-- Task material follows --
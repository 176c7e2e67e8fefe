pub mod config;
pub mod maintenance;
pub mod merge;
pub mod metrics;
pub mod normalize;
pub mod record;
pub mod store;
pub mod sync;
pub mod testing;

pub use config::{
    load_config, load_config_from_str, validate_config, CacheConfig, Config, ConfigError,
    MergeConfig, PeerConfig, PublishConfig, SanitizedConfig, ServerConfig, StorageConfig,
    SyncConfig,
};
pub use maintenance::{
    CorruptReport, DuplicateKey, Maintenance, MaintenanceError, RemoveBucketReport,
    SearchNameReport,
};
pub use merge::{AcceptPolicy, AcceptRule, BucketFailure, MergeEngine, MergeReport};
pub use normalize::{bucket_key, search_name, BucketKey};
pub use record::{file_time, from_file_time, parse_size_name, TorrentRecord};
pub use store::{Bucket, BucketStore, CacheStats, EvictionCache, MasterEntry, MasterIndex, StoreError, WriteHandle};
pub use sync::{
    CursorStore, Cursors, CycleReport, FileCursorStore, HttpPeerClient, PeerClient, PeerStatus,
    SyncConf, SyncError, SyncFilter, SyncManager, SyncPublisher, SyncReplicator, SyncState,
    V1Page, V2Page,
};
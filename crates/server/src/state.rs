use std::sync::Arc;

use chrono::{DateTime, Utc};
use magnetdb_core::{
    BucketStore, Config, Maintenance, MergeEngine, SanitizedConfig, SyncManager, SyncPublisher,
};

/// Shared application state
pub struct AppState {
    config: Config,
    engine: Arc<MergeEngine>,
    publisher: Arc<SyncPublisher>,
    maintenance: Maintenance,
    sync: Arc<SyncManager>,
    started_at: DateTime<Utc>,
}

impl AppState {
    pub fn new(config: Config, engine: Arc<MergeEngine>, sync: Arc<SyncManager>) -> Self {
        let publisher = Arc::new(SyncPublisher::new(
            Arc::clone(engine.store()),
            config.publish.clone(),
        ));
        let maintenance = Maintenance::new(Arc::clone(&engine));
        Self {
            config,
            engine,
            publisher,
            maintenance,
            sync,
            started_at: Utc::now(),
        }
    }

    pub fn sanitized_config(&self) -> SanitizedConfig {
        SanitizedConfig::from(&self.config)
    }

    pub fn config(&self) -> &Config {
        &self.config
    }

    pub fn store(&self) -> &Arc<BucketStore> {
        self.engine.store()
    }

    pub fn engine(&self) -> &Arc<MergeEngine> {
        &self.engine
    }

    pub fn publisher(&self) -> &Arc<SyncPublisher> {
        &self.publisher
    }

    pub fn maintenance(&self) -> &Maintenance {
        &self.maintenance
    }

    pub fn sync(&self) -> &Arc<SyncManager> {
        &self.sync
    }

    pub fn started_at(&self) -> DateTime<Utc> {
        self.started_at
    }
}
-- Task material concluded --
-- Task material follows --
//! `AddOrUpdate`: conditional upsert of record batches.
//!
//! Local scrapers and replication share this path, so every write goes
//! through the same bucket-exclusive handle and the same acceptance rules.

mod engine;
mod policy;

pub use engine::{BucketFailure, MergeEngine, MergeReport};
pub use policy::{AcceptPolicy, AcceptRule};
-- Task material concluded --
-- Task material follows --
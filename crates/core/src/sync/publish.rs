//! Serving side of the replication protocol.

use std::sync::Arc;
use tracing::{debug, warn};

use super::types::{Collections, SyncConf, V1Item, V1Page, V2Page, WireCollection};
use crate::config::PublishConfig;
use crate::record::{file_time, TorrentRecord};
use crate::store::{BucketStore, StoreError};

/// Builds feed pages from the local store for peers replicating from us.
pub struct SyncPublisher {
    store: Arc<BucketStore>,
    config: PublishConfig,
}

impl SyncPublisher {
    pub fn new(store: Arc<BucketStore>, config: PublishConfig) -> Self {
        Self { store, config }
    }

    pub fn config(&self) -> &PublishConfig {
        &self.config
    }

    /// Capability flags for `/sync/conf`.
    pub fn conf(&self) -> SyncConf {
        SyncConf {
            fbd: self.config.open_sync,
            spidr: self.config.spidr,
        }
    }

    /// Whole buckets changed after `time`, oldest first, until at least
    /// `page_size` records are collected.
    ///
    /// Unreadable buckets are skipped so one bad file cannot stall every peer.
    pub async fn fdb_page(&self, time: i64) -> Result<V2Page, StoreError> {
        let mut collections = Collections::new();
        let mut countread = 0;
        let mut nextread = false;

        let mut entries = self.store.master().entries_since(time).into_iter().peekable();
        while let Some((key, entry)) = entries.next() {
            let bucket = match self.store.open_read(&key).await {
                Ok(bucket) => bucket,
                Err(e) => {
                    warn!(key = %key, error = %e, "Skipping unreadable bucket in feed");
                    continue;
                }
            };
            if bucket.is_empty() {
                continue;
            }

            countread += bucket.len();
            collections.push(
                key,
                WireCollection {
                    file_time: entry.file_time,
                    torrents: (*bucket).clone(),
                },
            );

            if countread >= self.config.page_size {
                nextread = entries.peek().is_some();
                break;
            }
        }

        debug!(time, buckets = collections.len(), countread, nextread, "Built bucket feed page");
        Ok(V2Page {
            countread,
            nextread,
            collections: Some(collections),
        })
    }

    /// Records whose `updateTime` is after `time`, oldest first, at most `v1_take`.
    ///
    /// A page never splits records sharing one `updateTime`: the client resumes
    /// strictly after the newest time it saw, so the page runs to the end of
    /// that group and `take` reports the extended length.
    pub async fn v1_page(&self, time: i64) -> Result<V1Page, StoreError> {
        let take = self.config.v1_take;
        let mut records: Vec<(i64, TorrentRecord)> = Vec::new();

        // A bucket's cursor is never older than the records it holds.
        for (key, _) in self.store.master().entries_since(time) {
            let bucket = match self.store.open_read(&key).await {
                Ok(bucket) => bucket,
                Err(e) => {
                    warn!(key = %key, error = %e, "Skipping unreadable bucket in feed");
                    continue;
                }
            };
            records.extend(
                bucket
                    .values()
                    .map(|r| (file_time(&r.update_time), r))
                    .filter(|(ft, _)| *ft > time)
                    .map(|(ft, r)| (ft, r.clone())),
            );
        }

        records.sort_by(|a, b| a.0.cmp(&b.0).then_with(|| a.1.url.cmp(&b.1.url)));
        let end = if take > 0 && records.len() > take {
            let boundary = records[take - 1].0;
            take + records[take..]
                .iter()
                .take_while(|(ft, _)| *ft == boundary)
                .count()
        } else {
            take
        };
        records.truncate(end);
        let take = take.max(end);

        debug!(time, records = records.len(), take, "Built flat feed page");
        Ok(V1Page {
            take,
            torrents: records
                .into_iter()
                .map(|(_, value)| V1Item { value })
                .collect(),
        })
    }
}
-- Task material concluded --
In the entries above, which lines hold the word "clone"? Copy them out.

            Arc::clone(engine.store()),
            config.publish.clone(),
        let maintenance = Maintenance::new(Arc::clone(&engine));
                    torrents: (*bucket).clone(),
                    .map(|(ft, r)| (ft, r.clone())),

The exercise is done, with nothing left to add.